Systems of linear equations: Why does no one plug back in?

Question

When someone wants to solve a system of linear equations like

$$\begin{cases} 2x+y=0 \\ 3x+y=4 \end{cases}\,,$$

they might use this logic:

$$\begin{align} \begin{cases} 2x+y=0 \\ 3x+y=4 \end{cases} \iff &\begin{cases} -2x-y=0 \\ 3x+y=4 \end{cases} \\ \color{maroon}{\implies} &\begin{cases} -2x-y=0\\ x=4 \end{cases} \iff \begin{cases} -2(4)-y=0\\ x=4 \end{cases} \iff \begin{cases} y=-8\\ x=4 \end{cases} \,.\end{align}$$

Then they conclude that $(x, y) = (4, -8)$ is a solution to the system. This turns out to be correct, but the logic seems flawed to me. As I see it, all this proves is that $$ \forall{x,y\in\mathbb{R}}\quad \bigg( \begin{cases} 2x+y=0 \\ 3x+y=4 \end{cases} \color{maroon}{\implies} \begin{cases} y=-8\\ x=4 \end{cases} \bigg)\,. $$

But this statement leaves the possibility open that there is no pair $(x, y)$ in $\mathbb{R}^2$ that satisfies the system of equations.

$$ \text{What if}\; \begin{cases} 2x+y=0 \\ 3x+y=4 \end{cases} \;\text{has no solution?} $$

It seems to me that to really be sure we've solved the equation, we have to plug back in for $x$ and $y$. I'm not talking about checking our work for simple mistakes. This seems like a matter of logical necessity. But of course, most people don't bother to plug back in, and it never seems to backfire on them. So why does no one plug back in?

P.S. It would be great if I could understand this for systems of two variables, but I would be deeply thrilled to understand it for systems of $n$ variables. I'm starting to use Gaussian elimination on big systems in my linear algebra class, where intuition is weaker and calculations are more complex, and still no one feels the need to plug back in.

Answer 1

You wrote this step as an implication:

$$\begin{cases} -2x-y=0 \\ 3x+y=4 \end{cases} \implies \begin{cases} -2x-y=0\\ x=4 \end{cases}$$

But it is in fact an equivalence:

$$\begin{cases} -2x-y=0 \\ 3x+y=4 \end{cases} \iff \begin{cases} -2x-y=0\\ x=4 \end{cases}$$

Then you have equivalences end-to-end and, as long as all steps are equivalences, you proved that the initial equations are equivalent to the end solutions, so you don't need to "plug back" and verify. Of course, carefulness is required to ensure that every step is in fact reversible.

Answer 2

It's not hard to see that there is a solution; Notice that the equations are linearly independent. We only have three cases: either the lines are on top of each other, are parallel but a constant vertical distance apart, or cross each other at some point. Linear independence let's us know we are not dealing with case $1$ and we can just as easily plug in points to check case $2$, so only case $3$ is left. We could also just solve for $y$ and remember some basic algebra.

Answer 3

The key is that in solving this system of equations (or with row-reduction in general), every step is reversible. Following the steps forward, we see that if $x$ and $y$ satisfy the equations, then $x = 4$ and $y = -8$. That is, we conclude that $(4,-8)$ is the only possible solution, assuming a solution exists. Conversely, we can follow the arrows in the other direction to find that if $x = 4$ and $y = -8$, then the equations hold.

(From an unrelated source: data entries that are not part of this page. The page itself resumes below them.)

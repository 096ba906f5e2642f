//! Thin wrappers over external programs (docker, git, java, helm, kubectl...).

use anyhow::{Context, Result, bail};
use std::ffi::OsStr;
use std::process::Stdio;
use tokio::io::AsyncWriteExt;
use tokio::process::Command;
use tracing::debug;

pub fn command<I, S>(program: &str, args: I) -> Command
where
    I: IntoIterator<Item = S>,
    S: AsRef<OsStr>,
{
    let mut command = Command::new(program);
    command.args(args);
    command
}

fn describe(command: &Command) -> String {
    format!("{:?}", command.as_std())
}

/// Run with inherited stdio and wait; a non-zero exit is an error.
pub async fn run(command: &mut Command) -> Result<()> {
    let description = describe(command);
    debug!(command = %description, "running");

    let status = command
        .stdin(Stdio::inherit())
        .stdout(Stdio::inherit())
        .stderr(Stdio::inherit())
        .status()
        .await
        .with_context(|| format!("cannot start {description}"))?;

    if !status.success() {
        bail!("{} exited with {}", description, status);
    }
    Ok(())
}

/// Run and capture stdout, stderr goes to the terminal.
pub async fn output(command: &mut Command) -> Result<String> {
    let description = describe(command);
    debug!(command = %description, "capturing output");

    let output = command
        .stdin(Stdio::null())
        .stderr(Stdio::inherit())
        .output()
        .await
        .with_context(|| format!("cannot start {description}"))?;

    if !output.status.success() {
        bail!("{} exited with {}", description, output.status);
    }
    String::from_utf8(output.stdout).with_context(|| format!("{description} printed invalid UTF-8"))
}

pub async fn copy_to_clipboard(text: &str) -> Result<()> {
    let mut cmd = match std::env::consts::OS {
        "macos" => command("pbcopy", [] as [&str; 0]),
        "linux" => command("xclip", ["-selection", "c"]),
        other => bail!("clipboard is not supported on {other}"),
    };

    let mut child = cmd
        .stdin(Stdio::piped())
        .spawn()
        .context("cannot start clipboard program")?;
    if let Some(mut stdin) = child.stdin.take() {
        stdin.write_all(text.as_bytes()).await?;
        stdin.shutdown().await?;
    }

    let status = child.wait().await?;
    if !status.success() {
        bail!("clipboard program exited with {}", status);
    }
    Ok(())
}

/// Open a URL or folder with the desktop's default handler.
pub async fn open(target: &str) -> Result<()> {
    let mut cmd = match std::env::consts::OS {
        "macos" => command("open", [target]),
        "linux" => command("xdg-open", [target]),
        "windows" => command("rundll32", ["url.dll,FileProtocolHandler", target]),
        other => bail!("cannot open '{}' on {}", target, other),
    };
    run(&mut cmd).await
}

Take a second to confirm that those $\iff$'s aren't really $\implies$'s.

Compare this to a situation where the steps aren't reversible. For example: $$ \sqrt{x^2 - 3} = -1 \implies x^2 -3 = 1 \iff x^2 = 4 \iff x = \pm 2 $$ You'll notice that "squaring both sides" isn't reversible, so we can't automatically deduce that $\pm 2$ solve the orginal equation (and in fact, there is no solution).

Answer 4

dxiv has already answered your question for your specific example. But if you want to know the general case, when doing Gaussian elimination you have three kinds of basic steps:

1. Rearrange equations: Clearly reversible.

2. Multiply (both sides of) an equation by a non-zero constant: Clearly reversible because of "non-zero".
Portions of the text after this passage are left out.